Almaghrib - 12 mai 1937

Noua avons critiqué la situation au Maroc, et il nous a été dit que nous étions les ennemis du gouvernement et de la France. Nous avons revendiqué des réformes indispensables, et il nous a été retorqué que nous étions des rêveurs. Nous avons réduit ces revendications aux plus urgentes d'entre elles, et il nous a été répondu de patienter jusqu'à l'adoption du budget. Puis, l'exercice budgétaire a touché à sa fin sans que nous ayions vu une mise en oeuvre ou une quelconque tentative de mise en oeuvre du programme de réformes ni même un début de réflexion sur les modalités d'exécution de ce programme.

Et nous voilà aux portes d'un nouvel exercice budgétaire; va-t-on nous dire encore une fois: "attendez" ...? Est-ce que le Maroc est condamné à rester éternellement au fond du gouffre de l'ignorance, de l'indigence et de l'injustice, alors que le crime dont on l'accuse relève de la pure fantaisie?

Les promesses ne sauraient en aucune manière dispenser des actions, pas plus que les espoirs ne sauraient se fonder sur des mirages.

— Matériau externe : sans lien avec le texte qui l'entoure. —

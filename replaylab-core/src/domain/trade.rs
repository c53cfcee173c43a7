//! TradeRecord: a completed round trip, immutable once appended.

use super::position::Side;
use chrono::{DateTime, Utc};
use serde::{Deserialize, Serialize};
use std::fmt;

/// Which rule closed the trade.
#[derive(Debug, Clone, Copy, PartialEq, Eq, Hash, PartialOrd, Ord, Serialize, Deserialize)]
#[serde(rename_all = "snake_case")]
pub enum ExitKind {
    StopLoss,
    TakeProfit,
    TimeExit,
    /// Stopped out on the entry bar itself.
    InstantStop,
    /// Closed at the final bar's close.
    EndOfData,
}

impl ExitKind {
    pub const ALL: [ExitKind; 5] = [
        ExitKind::StopLoss,
        ExitKind::TakeProfit,
        ExitKind::TimeExit,
        ExitKind::InstantStop,
        ExitKind::EndOfData,
    ];

    pub fn as_str(self) -> &'static str {
        match self {
            ExitKind::StopLoss => "stop_loss",
            ExitKind::TakeProfit => "take_profit",
            ExitKind::TimeExit => "time_exit",
            ExitKind::InstantStop => "instant_stop",
            ExitKind::EndOfData => "end_of_data",
        }
    }
}

impl fmt::Display for ExitKind {
    fn fmt(&self, f: &mut fmt::Formatter<'_>) -> fmt::Result {
        f.write_str(self.as_str())
    }
}

#[derive(Debug, Clone, PartialEq, Serialize, Deserialize)]
pub struct TradeRecord {
    pub side: Side,
    pub exit_kind: ExitKind,

    // ── Entry ──
    pub entry_index: usize,
    pub entry_time: DateTime<Utc>,
    pub entry_price: f64,

    // ── Exit ──
    pub exit_index: usize,
    pub exit_time: DateTime<Utc>,
    pub exit_price: f64,

    // ── Size ──
    pub notional: f64,

    // ── PnL ──
    /// Directional price return, before costs.
    pub return_fraction: f64,
    /// Fees and slippage for both sides.
    pub fees: f64,
    pub funding: f64,
    /// Realized quote-currency P&L after fees and funding.
    pub pnl: f64,
    pub capital_after: f64,

    // ── Duration ──
    pub bars_held: usize,

    /// Exit move in units of the initial stop distance.
    pub r_multiple: f64,
}

impl TradeRecord {
    pub fn is_winner(&self) -> bool {
        self.pnl > 0.0
    }

    pub fn is_loser(&self) -> bool {
        self.pnl < 0.0
    }

    pub fn holding_hours(&self) -> f64 {
        (self.exit_time - self.entry_time).num_minutes() as f64 / 60.0
    }
}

La patience a ses limites et ne peut se prolonger indéfiniment. La situation du Maroc est affligeante et inquiétante sous tous ses aspects. Voulez-vous, messieurs les responsables, que la vie marocaine continue de végéter dans son état actuel de misère, de dénuement et d'agitation?

Nous revendiquons le savoir parce que nous sommes ignorants. Nous sollicitons du travail parce que nous sommes opprimés. Nous voulons du pain parce que nous avons faim. Nous sommes toujours à l'écoute de vos promesses, mais quand vont-elles connaître un début d'exécution? Nous voulons des réformes; est-ce que vous vous y opposez? ... Nous oeuvrons pour que le peuple marocain progresse; est-ce que vous nous déniez ce droit?